◆ **TASK DESCRIPTION**: Check each line below for the word "StoreProvider", then please report how many lines have it and nothing more.

────────────────────────────────────────

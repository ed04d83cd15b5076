//! In-process sorted-set store.
//!
//! Mirrors the Redis semantics the window counter relies on: one ordered set
//! per key, score-range removal and counting, member-unique inserts, and
//! key expiry. A whole batch is applied under a single lock, which gives the
//! same indivisibility as `MULTI`/`EXEC` for every handle cloned from one
//! store.

use std::collections::{BTreeSet, HashMap};
use std::sync::atomic::{AtomicBool, AtomicI64, Ordering};
use std::sync::Arc;

use async_trait::async_trait;
use parking_lot::Mutex;
use tracing::trace;

use super::{AtomicStore, StoreError, StoreOp, StoreProvider};
use crate::clock::{Clock, SystemClock};

const NANOS_PER_SEC: i64 = 1_000_000_000;

/// Minimum clock time between two full sweeps of expired keys.
const SWEEP_INTERVAL_NANOS: i64 = NANOS_PER_SEC;

/// Members of one key, indexed both by score order and by member value.
#[derive(Debug, Default)]
struct SortedSet {
    by_score: BTreeSet<(i64, String)>,
    scores: HashMap<String, i64>,
    /// Absolute expiry in clock nanoseconds
    expires_at: Option<i64>,
}

impl SortedSet {
    fn remove_range(&mut self, min: i64, max_exclusive: i64) -> i64 {
        if min >= max_exclusive {
            return 0;
        }
        let doomed: Vec<(i64, String)> = self
            .by_score
            .range((min, String::new())..(max_exclusive, String::new()))
            .cloned()
            .collect();
        for (score, member) in &doomed {
            self.by_score.remove(&(*score, member.clone()));
            self.scores.remove(member);
        }
        doomed.len() as i64
    }

    fn count_range(&self, min: i64, max: i64) -> i64 {
        if min > max {
            return 0;
        }
        self.by_score
            .range((min, String::new())..)
            .take_while(|(score, _)| *score <= max)
            .count() as i64
    }

    fn add(&mut self, score: i64, member: &str) -> i64 {
        match self.scores.insert(member.to_string(), score) {
            Some(old) => {
                self.by_score.remove(&(old, member.to_string()));
                self.by_score.insert((score, member.to_string()));
                0
            }
            None => {
                self.by_score.insert((score, member.to_string()));
                1
            }
        }
    }

    fn is_empty(&self) -> bool {
        self.scores.is_empty()
    }
}

struct Inner {
    sets: Mutex<HashMap<String, SortedSet>>,
    clock: Arc<dyn Clock>,
    unavailable: AtomicBool,
    /// Clock time at or after which the next batch sweeps every key
    next_sweep: AtomicI64,
}

/// A shared in-memory store. Clones are handles onto the same data.
#[derive(Clone)]
pub struct MemoryStore {
    inner: Arc<Inner>,
}

impl MemoryStore {
    /// Create a store whose expiry follows the system clock.
    pub fn new() -> Self {
        Self::with_clock(SystemClock::new())
    }

    /// Create a store whose expiry follows `clock`.
    pub fn with_clock<C: Clock + 'static>(clock: C) -> Self {
        Self {
            inner: Arc::new(Inner {
                sets: Mutex::new(HashMap::new()),
                clock: Arc::new(clock),
                unavailable: AtomicBool::new(false),
                next_sweep: AtomicI64::new(i64::MIN),
            }),
        }
    }

    /// Make every subsequent batch fail (or succeed again).
    pub fn set_unavailable(&self, unavailable: bool) {
        self.inner.unavailable.store(unavailable, Ordering::SeqCst);
    }

    /// Number of live (non-expired) keys.
    pub fn len(&self) -> usize {
        let now = self.inner.clock.now_nanos();
        let mut sets = self.inner.sets.lock();
        sweep_expired(&mut sets, now);
        sets.len()
    }

    pub fn is_empty(&self) -> bool {
        self.len() == 0
    }

    /// Whether `key` currently exists.
    pub fn contains_key(&self, key: &str) -> bool {
        self.member_count(key).is_some()
    }

    /// Number of members stored under `key`, if the key is live.
    pub fn member_count(&self, key: &str) -> Option<usize> {
        let now = self.inner.clock.now_nanos();
        let mut sets = self.inner.sets.lock();
        evict_if_expired(&mut sets, key, now);
        sets.get(key).map(|set| set.scores.len())
    }

    /// Remaining time-to-live of `key` in whole seconds, rounded up.
    pub fn ttl_secs(&self, key: &str) -> Option<u64> {
        let now = self.inner.clock.now_nanos();
        let mut sets = self.inner.sets.lock();
        evict_if_expired(&mut sets, key, now);
        let expires_at = sets.get(key)?.expires_at?;
        let remaining = expires_at.saturating_sub(now);
        Some(((remaining + NANOS_PER_SEC - 1) / NANOS_PER_SEC) as u64)
    }

    fn apply(sets: &mut HashMap<String, SortedSet>, op: &StoreOp, now: i64) -> i64 {
        let key = op.key();
        evict_if_expired(sets, key, now);

        let reply = match op {
            StoreOp::RemoveRangeByScore {
                min, max_exclusive, ..
            } => sets
                .get_mut(key)
                .map_or(0, |set| set.remove_range(*min, *max_exclusive)),
            StoreOp::CountRangeByScore { min, max, .. } => {
                sets.get(key).map_or(0, |set| set.count_range(*min, *max))
            }
            StoreOp::AddMember { score, member, .. } => sets
                .entry(key.to_string())
                .or_default()
                .add(*score, member),
            StoreOp::SetExpiry { ttl_secs, .. } => {
                if *ttl_secs == 0 {
                    // Redis deletes a key given a zero expiry
                    sets.remove(key).map_or(0, |_| 1)
                } else if let Some(set) = sets.get_mut(key) {
                    let ttl = i64::try_from(*ttl_secs)
                        .unwrap_or(i64::MAX)
                        .saturating_mul(NANOS_PER_SEC);
                    set.expires_at = Some(now.saturating_add(ttl));
                    1
                } else {
                    0
                }
            }
        };

        // Empty sorted sets do not exist
        if sets.get(key).is_some_and(SortedSet::is_empty) {
            sets.remove(key);
        }

        reply
    }
}

impl Default for MemoryStore {
    fn default() -> Self {
        Self::new()
    }
}

fn is_expired(set: &SortedSet, now: i64) -> bool {
    set.expires_at.is_some_and(|at| at <= now)
}

/// Drop every expired key. Keys that are never touched again would otherwise
/// stay resident for the life of the process.
fn sweep_expired(sets: &mut HashMap<String, SortedSet>, now: i64) {
    let before = sets.len();
    sets.retain(|_, set| !is_expired(set, now));
    let evicted = before - sets.len();
    if evicted > 0 {
        trace!(evicted = evicted, remaining = sets.len(), "Swept expired keys");
    }
}

fn evict_if_expired(sets: &mut HashMap<String, SortedSet>, key: &str, now: i64) {
    if sets.get(key).is_some_and(|set| is_expired(set, now)) {
        trace!(key = %key, "Evicting expired key");
        sets.remove(key);
    }
}

#[async_trait]
impl AtomicStore for MemoryStore {
    async fn execute_atomic(&mut self, ops: &[StoreOp]) -> Result<Vec<i64>, StoreError> {
        if self.inner.unavailable.load(Ordering::SeqCst) {
            return Err(StoreError::Unavailable(
                "memory store marked unavailable".to_string(),
            ));
        }

        let now = self.inner.clock.now_nanos();
        let mut sets = self.inner.sets.lock();
        if now >= self.inner.next_sweep.load(Ordering::Relaxed) {
            sweep_expired(&mut sets, now);
            self.inner
                .next_sweep
                .store(now.saturating_add(SWEEP_INTERVAL_NANOS), Ordering::Relaxed);
        }
        Ok(ops
            .iter()
            .map(|op| Self::apply(&mut sets, op, now))
            .collect())
    }
}

#[async_trait]
impl StoreProvider for MemoryStore {
    type Store = MemoryStore;

    async fn acquire(&self) -> Result<Self::Store, StoreError> {
        if self.inner.unavailable.load(Ordering::SeqCst) {
            return Err(StoreError::Unavailable(
                "memory store marked unavailable".to_string(),
            ));
        }
        Ok(self.clone())
    }
}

────────────────────────────────────────

◆ **ANSWER FOR THE TASK**: 2